[[ SUPPLIED MATERIAL, beginning ]]

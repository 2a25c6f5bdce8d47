//! カウントモデルカタログ
//!
//! 表示名・説明は静的に持ち、実際に選べるモデルは
//! カウントAPIの `available-models` との積集合で決まる。

use crate::i18n::Language;
use serde::Serialize;

/// カタログの1エントリ
#[derive(Debug, Clone, Copy, PartialEq, Eq)]
pub struct ModelEntry {
    /// API呼び出しに使うID
    pub id: &'static str,
    pub en: &'static str,
    pub ja: &'static str,
    pub desc_en: &'static str,
    pub desc_ja: &'static str,
}

impl ModelEntry {
    pub fn display_name(&self, language: Language) -> &'static str {
        match language {
            Language::En => self.en,
            Language::Ja => self.ja,
        }
    }

    pub fn description(&self, language: Language) -> &'static str {
        match language {
            Language::En => self.desc_en,
            Language::Ja => self.desc_ja,
        }
    }

    /// 分類クラス名がこのモデルを指すか
    fn matches_class(&self, class_en: &str) -> bool {
        self.en == class_en || self.id == class_en
    }
}

pub const COUNTING_MODELS: &[ModelEntry] = &[
    ModelEntry {
        id: "ND press",
        en: "ND brace",
        ja: "NDブレス",
        desc_en: "ND brace detection model",
        desc_ja: "NDブレス検出モデル",
    },
    ModelEntry {
        id: "ND Connector",
        en: "ND Connector",
        ja: "NDつなぎ",
        desc_en: "ND Connector detection model",
        desc_ja: "NDつなぎ検出モデル",
    },
    ModelEntry {
        id: "ND Post",
        en: "ND POST",
        ja: "ND支柱",
        desc_en: "ND POST detection model",
        desc_ja: "ND支柱検出モデル",
    },
    ModelEntry {
        id: "Aluminum Stairs",
        en: "Aluminum Stairs",
        ja: "アルミ階段",
        desc_en: "Aluminum stairs detection model",
        desc_ja: "アルミ階段検出モデル",
    },
    ModelEntry {
        id: "Roundpipes",
        en: "Roundpipes",
        ja: "丸パイプ",
        desc_en: "Round pipe detection model",
        desc_ja: "丸パイプ検出モデル",
    },
    ModelEntry {
        id: "Toe Board",
        en: "Toe Board",
        ja: "巾木",
        desc_en: "Toe board detection model",
        desc_ja: "巾木検出モデル",
    },
    ModelEntry {
        id: "plank[Plank SKN, PlankNDN2, Plank NDN1, Plank BKN]",
        en: "plank (Plank SKN, Plank NDN2, Plank NDN1, Plank BKN)",
        ja: "布板4種類",
        desc_en: "Multi-type plank detection model",
        desc_ja: "布板4種類検出モデル",
    },
    ModelEntry {
        id: "Rectangle pipes",
        en: "Rectangle pipes",
        ja: "角パイプ",
        desc_en: "Rectangle pipe detection model",
        desc_ja: "角パイプ検出モデル",
    },
    ModelEntry {
        id: "Scaffold Plank(Alumi)",
        en: "Scaffold Plank (Alumi)",
        ja: "足場板（アルミ）",
        desc_en: "Aluminum scaffold plank detection model",
        desc_ja: "足場板（アルミ）検出モデル",
    },
    ModelEntry {
        id: "Scaffold Plank(Wood)",
        en: "Scaffold Plank (Wood)",
        ja: "足場板（杉）",
        desc_en: "Wooden scaffold plank detection model",
        desc_ja: "足場板（杉）検出モデル",
    },
    ModelEntry {
        id: "Scaffold Plank(Steel)",
        en: "Scaffold Plank (Steel)",
        ja: "足場板（鋼）",
        desc_en: "Steel scaffold plank detection model",
        desc_ja: "足場板（鋼）検出モデル",
    },
];

/// モデル一覧を取得できなかった場合の候補
const FALLBACK_MODEL_IDS: &[&str] = &["ND Connector", "Scaffold Plank(Steel)"];

/// 選択画面に出すモデル
#[derive(Debug, Clone, PartialEq, Eq, Serialize)]
#[serde(rename_all = "camelCase")]
pub struct CountingModel {
    pub id: String,
    pub display_name: String,
    pub description: String,
    pub available_in_api: bool,
    pub recommended: bool,
}

impl CountingModel {
    fn from_entry(entry: &ModelEntry, language: Language, available_in_api: bool) -> Self {
        Self {
            id: entry.id.to_string(),
            display_name: entry.display_name(language).to_string(),
            description: entry.description(language).to_string(),
            available_in_api,
            recommended: false,
        }
    }
}

pub fn find(id: &str) -> Option<&'static ModelEntry> {
    COUNTING_MODELS.iter().find(|m| m.id == id)
}

/// 分類クラス名（英語）に対応するカタログエントリ
pub fn find_by_class(class_en: &str) -> Option<&'static ModelEntry> {
    COUNTING_MODELS.iter().find(|m| m.matches_class(class_en))
}

/// 表示名（カタログにないIDはそのまま）
pub fn display_name(id: &str, language: Language) -> String {
    find(id)
        .map(|m| m.display_name(language).to_string())
        .unwrap_or_else(|| id.to_string())
}

/// カタログとAPIのモデル一覧の積集合（カタログ順）
pub fn available_models(api_models: &[String], language: Language) -> Vec<CountingModel> {
    COUNTING_MODELS
        .iter()
        .filter(|entry| api_models.iter().any(|m| m == entry.id))
        .map(|entry| CountingModel::from_entry(entry, language, true))
        .collect()
}

/// フォールバック候補（先頭を推奨）
pub fn fallback_models(language: Language) -> Vec<CountingModel> {
    let mut models: Vec<CountingModel> = FALLBACK_MODEL_IDS
        .iter()
        .filter_map(|id| find(id))
        .map(|entry| CountingModel::from_entry(entry, language, true))
        .collect();
    if let Some(first) = models.first_mut() {
        first.recommended = true;
    }
    models
}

[[ SUPPLIED MATERIAL, end ]]

# PROBLEM DESCRIPTION
Reading the records above, count the lines that include "Serialize" and say only how many.

# RESULT FOR THIS TASK
2